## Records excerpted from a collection
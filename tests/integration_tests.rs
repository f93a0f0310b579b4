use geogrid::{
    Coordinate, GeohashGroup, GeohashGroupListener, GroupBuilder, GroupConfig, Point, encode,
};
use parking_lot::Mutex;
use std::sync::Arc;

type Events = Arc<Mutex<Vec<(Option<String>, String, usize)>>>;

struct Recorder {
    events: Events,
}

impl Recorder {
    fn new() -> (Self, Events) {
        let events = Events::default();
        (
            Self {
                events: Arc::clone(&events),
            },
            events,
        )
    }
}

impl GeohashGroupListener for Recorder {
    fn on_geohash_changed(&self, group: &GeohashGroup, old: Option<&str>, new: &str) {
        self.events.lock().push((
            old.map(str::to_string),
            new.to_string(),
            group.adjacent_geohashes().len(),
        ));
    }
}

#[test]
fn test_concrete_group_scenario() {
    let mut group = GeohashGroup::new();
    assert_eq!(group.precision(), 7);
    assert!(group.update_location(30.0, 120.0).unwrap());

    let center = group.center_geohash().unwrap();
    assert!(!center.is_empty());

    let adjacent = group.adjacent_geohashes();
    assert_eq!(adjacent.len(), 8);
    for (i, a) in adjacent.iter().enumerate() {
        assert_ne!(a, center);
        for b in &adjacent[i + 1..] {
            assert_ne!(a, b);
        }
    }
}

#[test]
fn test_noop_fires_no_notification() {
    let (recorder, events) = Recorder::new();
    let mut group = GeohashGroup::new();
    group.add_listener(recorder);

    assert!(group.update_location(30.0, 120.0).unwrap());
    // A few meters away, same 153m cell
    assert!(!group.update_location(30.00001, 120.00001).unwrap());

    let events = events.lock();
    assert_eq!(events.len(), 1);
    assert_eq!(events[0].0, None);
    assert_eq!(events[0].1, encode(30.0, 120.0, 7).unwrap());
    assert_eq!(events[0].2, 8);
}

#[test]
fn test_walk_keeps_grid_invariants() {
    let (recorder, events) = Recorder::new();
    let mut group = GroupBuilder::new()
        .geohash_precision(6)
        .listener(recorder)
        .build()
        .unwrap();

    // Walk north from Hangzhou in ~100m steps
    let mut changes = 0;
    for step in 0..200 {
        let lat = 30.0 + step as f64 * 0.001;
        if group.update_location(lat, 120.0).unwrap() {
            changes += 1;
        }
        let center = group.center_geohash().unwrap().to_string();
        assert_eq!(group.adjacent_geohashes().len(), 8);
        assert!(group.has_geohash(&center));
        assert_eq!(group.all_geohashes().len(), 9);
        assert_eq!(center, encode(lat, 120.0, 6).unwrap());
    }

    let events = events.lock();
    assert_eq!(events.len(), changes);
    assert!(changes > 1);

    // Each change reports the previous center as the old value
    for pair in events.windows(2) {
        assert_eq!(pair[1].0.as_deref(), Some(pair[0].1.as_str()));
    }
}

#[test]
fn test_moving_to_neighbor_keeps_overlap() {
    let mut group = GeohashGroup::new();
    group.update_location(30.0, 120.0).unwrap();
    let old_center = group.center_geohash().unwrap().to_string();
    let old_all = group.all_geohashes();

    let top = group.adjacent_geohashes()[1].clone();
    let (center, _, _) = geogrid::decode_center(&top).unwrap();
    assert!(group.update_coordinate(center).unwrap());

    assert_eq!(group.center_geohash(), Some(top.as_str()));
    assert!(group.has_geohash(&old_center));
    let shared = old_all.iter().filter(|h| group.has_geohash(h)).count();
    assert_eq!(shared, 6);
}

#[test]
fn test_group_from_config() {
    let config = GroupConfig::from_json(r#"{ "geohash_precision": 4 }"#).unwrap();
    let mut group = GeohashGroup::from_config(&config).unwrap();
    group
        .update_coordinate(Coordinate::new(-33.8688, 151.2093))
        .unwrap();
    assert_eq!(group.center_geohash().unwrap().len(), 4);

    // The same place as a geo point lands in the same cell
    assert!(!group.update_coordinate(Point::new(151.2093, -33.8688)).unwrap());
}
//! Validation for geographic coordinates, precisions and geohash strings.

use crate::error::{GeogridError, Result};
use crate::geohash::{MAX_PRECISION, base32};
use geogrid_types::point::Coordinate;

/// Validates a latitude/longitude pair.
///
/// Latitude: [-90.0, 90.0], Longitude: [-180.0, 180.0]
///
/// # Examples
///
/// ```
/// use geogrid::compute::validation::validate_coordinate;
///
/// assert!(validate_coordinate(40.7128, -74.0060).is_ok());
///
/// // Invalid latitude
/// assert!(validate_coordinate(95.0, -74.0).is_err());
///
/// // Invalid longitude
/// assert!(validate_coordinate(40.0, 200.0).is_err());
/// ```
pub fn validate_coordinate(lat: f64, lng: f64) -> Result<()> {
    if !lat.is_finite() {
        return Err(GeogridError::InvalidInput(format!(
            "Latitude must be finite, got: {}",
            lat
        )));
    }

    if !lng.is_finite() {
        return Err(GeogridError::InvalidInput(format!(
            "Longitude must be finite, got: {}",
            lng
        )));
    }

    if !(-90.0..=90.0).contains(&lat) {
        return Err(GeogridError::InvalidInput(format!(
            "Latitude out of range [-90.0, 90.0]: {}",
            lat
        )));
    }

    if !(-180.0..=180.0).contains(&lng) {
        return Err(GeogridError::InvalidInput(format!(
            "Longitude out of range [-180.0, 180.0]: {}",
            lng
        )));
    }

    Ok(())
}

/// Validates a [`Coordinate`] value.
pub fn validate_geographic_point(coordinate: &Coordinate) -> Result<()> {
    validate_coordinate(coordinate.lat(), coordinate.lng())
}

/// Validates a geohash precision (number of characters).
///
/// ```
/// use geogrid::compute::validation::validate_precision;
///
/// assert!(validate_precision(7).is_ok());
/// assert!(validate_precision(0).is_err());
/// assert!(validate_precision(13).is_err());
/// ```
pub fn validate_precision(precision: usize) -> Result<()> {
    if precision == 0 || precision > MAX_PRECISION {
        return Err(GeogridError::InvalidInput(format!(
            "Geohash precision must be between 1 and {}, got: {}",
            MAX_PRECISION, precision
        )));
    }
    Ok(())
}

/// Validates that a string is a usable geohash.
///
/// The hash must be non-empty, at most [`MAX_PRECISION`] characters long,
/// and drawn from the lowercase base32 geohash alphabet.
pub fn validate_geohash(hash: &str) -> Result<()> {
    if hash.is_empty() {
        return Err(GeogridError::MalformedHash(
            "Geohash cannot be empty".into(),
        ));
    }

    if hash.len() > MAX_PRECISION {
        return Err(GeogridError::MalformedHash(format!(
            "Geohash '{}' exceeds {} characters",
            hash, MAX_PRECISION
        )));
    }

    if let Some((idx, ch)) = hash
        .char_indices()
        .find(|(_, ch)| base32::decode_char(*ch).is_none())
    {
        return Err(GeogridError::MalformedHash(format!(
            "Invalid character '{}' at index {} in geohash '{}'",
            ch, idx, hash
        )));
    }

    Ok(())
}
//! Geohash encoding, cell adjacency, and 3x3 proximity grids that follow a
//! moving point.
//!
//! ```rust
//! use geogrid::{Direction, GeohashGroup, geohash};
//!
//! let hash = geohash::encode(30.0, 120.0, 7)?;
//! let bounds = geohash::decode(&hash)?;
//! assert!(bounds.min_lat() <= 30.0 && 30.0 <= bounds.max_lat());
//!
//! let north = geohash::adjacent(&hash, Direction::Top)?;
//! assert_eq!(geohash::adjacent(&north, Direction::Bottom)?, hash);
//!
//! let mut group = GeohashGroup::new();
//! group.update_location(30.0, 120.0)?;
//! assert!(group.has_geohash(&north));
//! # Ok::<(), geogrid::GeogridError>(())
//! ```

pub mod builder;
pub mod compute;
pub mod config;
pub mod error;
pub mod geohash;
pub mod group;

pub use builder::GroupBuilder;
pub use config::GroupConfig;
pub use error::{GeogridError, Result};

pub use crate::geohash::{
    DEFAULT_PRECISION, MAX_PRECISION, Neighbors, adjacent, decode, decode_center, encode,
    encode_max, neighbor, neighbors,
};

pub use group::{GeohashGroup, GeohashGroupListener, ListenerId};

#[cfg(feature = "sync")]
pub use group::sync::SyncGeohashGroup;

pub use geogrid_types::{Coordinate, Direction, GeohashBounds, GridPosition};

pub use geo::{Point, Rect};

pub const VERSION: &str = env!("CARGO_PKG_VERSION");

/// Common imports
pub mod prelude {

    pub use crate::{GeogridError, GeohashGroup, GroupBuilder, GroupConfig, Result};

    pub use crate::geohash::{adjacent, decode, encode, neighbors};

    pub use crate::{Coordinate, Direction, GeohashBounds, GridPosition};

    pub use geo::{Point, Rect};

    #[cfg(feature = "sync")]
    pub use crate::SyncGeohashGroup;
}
==
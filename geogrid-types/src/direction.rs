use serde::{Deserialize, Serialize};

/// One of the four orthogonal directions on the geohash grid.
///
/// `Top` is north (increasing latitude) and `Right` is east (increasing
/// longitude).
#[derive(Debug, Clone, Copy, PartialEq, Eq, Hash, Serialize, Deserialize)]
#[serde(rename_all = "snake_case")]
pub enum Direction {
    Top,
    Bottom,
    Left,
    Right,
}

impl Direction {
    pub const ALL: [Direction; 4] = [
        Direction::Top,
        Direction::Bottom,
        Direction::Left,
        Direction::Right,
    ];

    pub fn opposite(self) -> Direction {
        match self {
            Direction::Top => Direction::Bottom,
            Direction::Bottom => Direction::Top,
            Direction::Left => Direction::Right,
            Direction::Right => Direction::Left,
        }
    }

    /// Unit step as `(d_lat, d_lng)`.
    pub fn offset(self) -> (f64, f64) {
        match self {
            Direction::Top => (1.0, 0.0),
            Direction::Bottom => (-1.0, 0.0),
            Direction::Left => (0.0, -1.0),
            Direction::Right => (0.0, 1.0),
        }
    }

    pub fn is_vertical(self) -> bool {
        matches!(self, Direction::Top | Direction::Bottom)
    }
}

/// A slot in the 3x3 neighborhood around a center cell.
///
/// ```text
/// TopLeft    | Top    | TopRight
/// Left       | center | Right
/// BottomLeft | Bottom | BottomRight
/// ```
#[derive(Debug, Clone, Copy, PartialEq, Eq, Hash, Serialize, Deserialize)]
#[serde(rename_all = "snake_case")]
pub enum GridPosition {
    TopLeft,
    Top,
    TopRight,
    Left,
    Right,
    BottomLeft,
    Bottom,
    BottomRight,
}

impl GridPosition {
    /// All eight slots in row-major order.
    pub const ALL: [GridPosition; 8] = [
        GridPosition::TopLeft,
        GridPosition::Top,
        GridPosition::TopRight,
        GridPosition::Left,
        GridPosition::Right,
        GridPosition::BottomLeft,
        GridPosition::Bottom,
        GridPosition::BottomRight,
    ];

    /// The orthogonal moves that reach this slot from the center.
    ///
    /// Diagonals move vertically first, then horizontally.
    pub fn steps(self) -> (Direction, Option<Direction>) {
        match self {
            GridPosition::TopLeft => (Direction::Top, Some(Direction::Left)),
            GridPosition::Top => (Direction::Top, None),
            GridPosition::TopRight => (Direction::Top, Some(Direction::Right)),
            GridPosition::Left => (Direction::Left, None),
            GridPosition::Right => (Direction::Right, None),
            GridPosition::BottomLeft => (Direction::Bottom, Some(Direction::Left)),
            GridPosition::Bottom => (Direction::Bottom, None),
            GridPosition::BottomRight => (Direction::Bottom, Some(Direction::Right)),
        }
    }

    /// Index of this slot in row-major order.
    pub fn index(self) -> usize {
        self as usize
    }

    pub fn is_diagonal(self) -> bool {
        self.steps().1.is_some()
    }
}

## Work instructions
Show every line from the entries above in which the word "orthogonal" appears.

## Problem solution
/// One of the four orthogonal directions on the geohash grid.
    /// The orthogonal moves that reach this slot from the center.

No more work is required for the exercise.